Über das britische Empire verbreitete sich der Große Hochland-Dudelsack weit über Schottland hinaus. Streitkräfte, die sich am britischen Vorbild ausrichten, unterhalten bis heute eigene Pipe Bands, darunter die Armeen Indiens, Pakistans, Sri Lankas, Jordaniens, Omans und Ugandas; in Indien führt praktisch jedes Infanteriebataillon eine eigene Pipes-and-Drums-Band. Auch Polizei- und Feuerwehrbands in Kanada, den USA, Australien, Neuseeland und Hongkong spielen den Großen Hochland-Dudelsack bei Zeremonien und Beerdigungen, eine Tradition, die schottische Auswanderer dort begründeten. In Nordindien hat sich zusätzlich eine eigenständige, zivile Bagpipe-Band-Szene entwickelt, die bei Hochzeiten mit Tanz auftritt.

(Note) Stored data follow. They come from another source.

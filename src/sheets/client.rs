use log::info;
use reqwest::Client;
use serde::{Deserialize, Serialize};
use url::Url;

use crate::error::{Result, SyncError};

use super::auth::ServiceAccount;

pub(crate) const DEFAULT_SHEETS_URL: &str = "https://sheets.googleapis.com";

#[derive(Debug, Serialize)]
#[serde(rename_all = "camelCase")]
struct ValueRange<'a> {
    range: &'a str,
    major_dimension: &'static str,
    values: &'a [Vec<String>],
}

/// Summary returned by a values update.
#[derive(Debug, Clone, Default, Deserialize)]
#[serde(rename_all = "camelCase")]
pub struct UpdateSummary {
    #[serde(default)]
    pub updated_range: String,
    #[serde(default)]
    pub updated_rows: usize,
    #[serde(default)]
    pub updated_columns: usize,
    #[serde(default)]
    pub updated_cells: usize,
}

/// Google Sheets values API client used by the publish stage.
pub struct SheetsClient {
    client: Client,
    base_url: Url,
    credentials: ServiceAccount,
}

impl SheetsClient {
    /// # Errors
    ///
    /// Returns a configuration error if the HTTP client cannot be built or
    /// `base_url` is not a valid URL.
    pub fn new(base_url: &str, credentials: ServiceAccount) -> Result<Self> {
        let client = Client::builder()
            .user_agent(concat!("jirasheets/", env!("CARGO_PKG_VERSION")))
            .build()
            .map_err(|e| SyncError::Config(format!("Failed to create HTTP client: {e}")))?;

        let base_url = Url::parse(base_url)
            .map_err(|e| SyncError::Config(format!("Invalid Sheets API URL: {e}")))?;

        Ok(Self {
            client,
            base_url,
            credentials,
        })
    }

    fn values_url(&self, spreadsheet_id: &str, range: &str) -> Result<Url> {
        let mut url = self.base_url.clone();
        url.path_segments_mut()
            .map_err(|()| SyncError::Config("Sheets API URL cannot be a base".to_string()))?
            .pop_if_empty()
            .extend(["v4", "spreadsheets", spreadsheet_id, "values", range]);
        url.query_pairs_mut()
            .append_pair("valueInputOption", "USER_ENTERED");
        Ok(url)
    }

    /// Overwrites `range` of a spreadsheet with `values`.
    ///
    /// Values are sent as `USER_ENTERED`, so formula cells such as
    /// `=HYPERLINK(...)` are evaluated by the sheet.
    ///
    /// # Arguments
    ///
    /// * `spreadsheet_id` - Destination spreadsheet identifier
    /// * `range` - A1 range (e.g., "Specifications!A1:S42")
    /// * `values` - Row-major cell block, header row first
    ///
    /// # Errors
    ///
    /// Returns an error if authentication fails, the request cannot be sent,
    /// or the API answers with a non-success status.
    pub async fn update_values(
        &self,
        spreadsheet_id: &str,
        range: &str,
        values: &[Vec<String>],
    ) -> Result<UpdateSummary> {
        let access_token = self.credentials.access_token(&self.client).await?;
        let url = self.values_url(spreadsheet_id, range)?;

        let body = ValueRange {
            range,
            major_dimension: "ROWS",
            values,
        };

        let response = self
            .client
            .put(url)
            .bearer_auth(access_token)
            .json(&body)
            .send()
            .await?;

        let status = response.status();
        if !status.is_success() {
            let message = response
                .text()
                .await
                .unwrap_or_else(|_| "Unable to read error response".to_string());
            return Err(SyncError::Api {
                service: "Google Sheets",
                status: status.as_u16(),
                message,
            });
        }

        let summary: UpdateSummary = response.json().await?;
        info!(
            "Updated {} cells in {}",
            summary.updated_cells, summary.updated_range
        );
        Ok(summary)
    }
}
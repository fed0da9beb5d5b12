//! Publish side: service-account credentials, A1 ranges and the values API.

pub mod auth;
pub mod client;
pub mod range;

pub use auth::ServiceAccount;
pub use client::SheetsClient;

Häufige Fragen zum Großen Hochland-Dudelsack
Wie viele Grifflöcher hat der Große Hochland-Dudelsack?
Der Große Hochland-Dudelsack hat acht Grifflöcher am Chanter, sieben auf der Vorderseite und eines für den Daumen auf der Rückseite. Zusammen mit dem vollständig geschlossenen Griff ergeben sich neun spielbare Töne von tiefem G bis hohem A.
Warum klingt der Große Hochland-Dudelsack so laut?
Der Große Hochland-Dudelsack klingt laut, weil seine Stimmhöhe von rund 480 Hertz deutlich über dem üblichen Konzertton von 440 Hertz liegt und der konstante Winddruck aus dem Sack Chanter und Bordunpfeifen ununterbrochen mit voller Lautstärke versorgt. Der Spieler kann den Ton weder leiser regeln noch abschwellen lassen, deshalb kam das Instrument historisch vor allem im Freien und beim Militär zum Einsatz.
Was bedeutet Piobaireachd beim Großen Hochland-Dudelsack?
Piobaireachd, auch Ceol Mor genannt, ist die klassische Solotradition des Großen Hochland-Dudelsacks: ein Grundthema, der Urlar, und darauf aufbauende Variationen, die zusammen bis zu fünfundzwanzig Minuten dauern können. Die Gattung geht auf professionelle Piper-Familien wie die MacCrimmons von der Isle of Skye zurück und wird traditionell solo ohne Begleitung gespielt.
Wo außerhalb Schottlands spielt man den Großen Hochland-Dudelsack?
Außerhalb Schottlands spielen vor allem Streitkräfte sowie Polizei- und Feuerwehrbands den Großen Hochland-Dudelsack, die sich am britischen Vorbild ausrichten, darunter in Indien, Pakistan, Uganda, Kanada, den USA, Australien und Neuseeland. In Indien unterhält praktisch jedes Infanteriebataillon eine eigene Pipes-and-Drums-Band, und in Nordindien tritt das Instrument zusätzlich in einer eigenständigen zivilen Tradition bei Hochzeiten auf.